When setting their odds for a specific event, bookmakers must first measure the likelihood of that event occurring. To do this they us various statistical models predicated on data collated over years, sometime decades, about the game and team/competitor in question. Obviously, if sport was 100% predictable, it would soon lose its appeal, and while the bookies are often spot up with their assessments of the likelihood of an event, they’re sometimes way off the mark, mainly because a fit or contest goes against conventional wisdom and statistical likelihood.
Just look at any sport and you will see an occasion when the underdog triumphs against all of the odds, literally. Wimbledon beating the then mighty Liverpool in the FA Cup Final of 1988, as an example, or the USA beating the then mighty USSR at ice hockey in the 1980 Olympics are two examples of whenever you would have handsome odds on the underdog. And would have won a decent wedge.
The big bookmakers spend a lot of time and money ensuring they’ve the proper odds that ensure they take into account the perceived likelihood of the function, and you can add that extra tiny bit that gives them the profit margin. So if an event features a likelihood of, say, 1/3, the odds that reflect that probability will be 2/1. That is, two to one against that event occurring.
However, a bookie who set these odds would, over time, break even (assuming their stats are correct). So instead they would set the odds at, say, 6/4. In this manner they’ve integrated the margin that ensures, over time, they’ll make money from people betting with this selection. It’s the exact same concept as a casino roulette.
So how could you spot the occasions when bookmakers have it wrong? Well, it’s easier said than done, but not even close to impossible.
One way is to have great at mathematical modelling and setup a product that takes into consideration as most of the variables that affect the end result of an event as possible. The problem with this specific tactic is that however complex the model, and however all-encompassing this indicates, it can never account for the minutiae of variables relating to individual human states of mind. Whether a golfer manages to hole a major-winning five foot putt on the 18th at St Andrews it’s just as much down for their concentration regarding weather or day of the week. Also, the maths can start getting pretty darn complicated.
Alternatively you’ll find yourself a sporting niche. Bookmakers will concentrate their resources on the events that produce them the absolute most money, generally found to be football (soccer), American football and horse racing. So attempting to beat the bookies while betting on a Manchester United v Chelsea match is likely to be tough. If you don’t work for one of the clubs, or are married to one of the players or managers, it’s most likely the bookmaker setting the odds may have extra information than you.

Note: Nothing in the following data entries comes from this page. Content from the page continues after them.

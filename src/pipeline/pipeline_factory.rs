use std::path::PathBuf;
use std::sync::Arc;
use std::time::Duration;

use tracing::info;

use crate::catalog::{default_model, resolve_model};
use crate::config::{AnalysisMode, Configuration};
use crate::error::AppError;
use crate::pipeline::domain::Labels;
use crate::pipeline::orchestration::{AnalyzerStep, ClassificationAnalyzer, ProcessingPipeline, SegmentationAnalyzer};
use crate::runtime::ModuleLoader;

pub trait PipelineFactory {
    fn build(&self) -> Result<ProcessingPipeline, AppError>;
}

/// Builds the analyzer chosen by the configuration, loading the module lazily.
pub struct ConfiguredPipelineFactory<'a> {
    configuration: &'a Configuration,
}

impl<'a> ConfiguredPipelineFactory<'a> {
    pub fn new(configuration: &'a Configuration) -> Self {
        Self { configuration }
    }

    pub fn model_path(&self) -> PathBuf {
        let name = self
            .configuration
            .model
            .as_deref()
            .unwrap_or_else(|| default_model(self.configuration.mode));
        resolve_model(name, &self.configuration.model_dir)
    }

    fn analyzer(&self, loader: Arc<ModuleLoader>) -> Result<Box<dyn AnalyzerStep>, AppError> {
        let configuration = self.configuration;
        let analyzer: Box<dyn AnalyzerStep> = match configuration.mode {
            AnalysisMode::Segment => {
                let mut analyzer = SegmentationAnalyzer::new(loader, configuration.tensor)
                    .with_classes(configuration.num_classes);
                if let Some(name) = &configuration.output_name {
                    analyzer = analyzer.with_output_name(name.clone());
                }
                Box::new(analyzer)
            }
            AnalysisMode::Classify => {
                let labels = match &configuration.labels_path {
                    Some(path) => Labels::from_file(path)?,
                    None => Labels::imagenet(),
                };
                let mut analyzer = ClassificationAnalyzer::new(loader, configuration.tensor, labels)
                    .with_top_k(configuration.top_k);
                if let Some(name) = &configuration.output_name {
                    analyzer = analyzer.with_output_name(name.clone());
                }
                Box::new(analyzer)
            }
        };
        Ok(analyzer)
    }
}

impl PipelineFactory for ConfiguredPipelineFactory<'_> {
    fn build(&self) -> Result<ProcessingPipeline, AppError> {
        let model_path = self.model_path();
        info!("Using model {} ({:?})", model_path.display(), self.configuration.mode);
        let loader = Arc::new(ModuleLoader::tract(model_path, self.configuration.tensor));
        let pipeline = ProcessingPipeline::builder(self.analyzer(loader)?)
            .maybe_analyzer_timeout(self.configuration.analyzer_timeout_ms.map(Duration::from_millis))
            .build();
        Ok(pipeline)
    }
}

#[cfg(test)]
mod tests {
    use super::*;
    use std::path::Path;

    #[test]
    fn picks_the_default_model_per_mode() {
        let configuration = Configuration::default();
        let factory = ConfiguredPipelineFactory::new(&configuration);
        assert_eq!(factory.model_path(), Path::new("models").join("deeplabv3.onnx"));

        let configuration = Configuration {
            mode: AnalysisMode::Classify,
            ..Configuration::default()
        };
        assert_eq!(
            ConfiguredPipelineFactory::new(&configuration).model_path(),
            Path::new("models").join("resnet18.onnx")
        );
    }

    #[test]
    fn builds_the_configured_analyzer_without_loading() {
        let configuration = Configuration {
            mode: AnalysisMode::Classify,
            model: Some("missing/custom.onnx".to_string()),
            ..Configuration::default()
        };
        let pipeline = ConfiguredPipelineFactory::new(&configuration).build().unwrap();
        assert_eq!(pipeline.analyzer_name(), "classification");
    }

    #[tokio::test]
    async fn missing_model_fails_on_first_frame() {
        use crate::common::{Frame, FramePixels, Rotation};
        use image::{Rgb, RgbImage};

        let configuration = Configuration {
            model: Some("missing/custom.onnx".to_string()),
            ..Configuration::default()
        };
        let mut pipeline = ConfiguredPipelineFactory::new(&configuration).build().unwrap();
        let frame = Frame::new(
            0,
            FramePixels::Rgb(RgbImage::from_pixel(8, 8, Rgb([0, 0, 0]))),
            Rotation::None,
        );
        let err = pipeline.process(frame).await.err().unwrap();
        assert!(matches!(err, AppError::ModuleLoad { .. }));
        assert!(pipeline.is_halted());
    }

    #[test]
    fn missing_labels_file_is_an_error() {
        let configuration = Configuration {
            mode: AnalysisMode::Classify,
            labels_path: Some(PathBuf::from("no/labels.txt")),
            ..Configuration::default()
        };
        assert!(ConfiguredPipelineFactory::new(&configuration).build().is_err());
    }
}
//! Result consumer: the single owner of everything that gets displayed.

pub mod presenter;
pub mod readout;

pub use presenter::{Presenter, SessionSummary};
pub use readout::{MetricsDisplay, MovingAverage, Readout};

However, if you should be betting on non-league football, or badminton, or crown green bowls, it’s possible, through work reading lots of stats, and general information gathering, you can start to gain an edge over bookies (if they even set odds for such things, which many do).
And what can you do if you have an edge in information terms? You follow the value.
Value betting is where you back a selection at odds that are greater than the particular likelihood of an event occurring. So as an example, in the event that you measure the likelihood of a specific non-league football team (Grimsby Town, say) winning their next football match as 1/3 or 33%, and you will find a bookmaker who has set the odds of 3/1, you have a benefit bet on your own hands. The main reason being, odds of 3/1 (excluding the margin integrated by the bookie) suggest a likelihood of 1/4 or 25%. The bookie, in your now learned opinion, has underrated Grimsby’s chances, so you have effectively integrated an 8% margin for yourself.
Obviously Grimsby (as is often the case) might fluff their lines and don’t win the match, and hence you could lose the bet. But when you continue steadily to seek out and bet on value bets, over time you could make a profit. If you do not, over time, you’ll lose. Simple.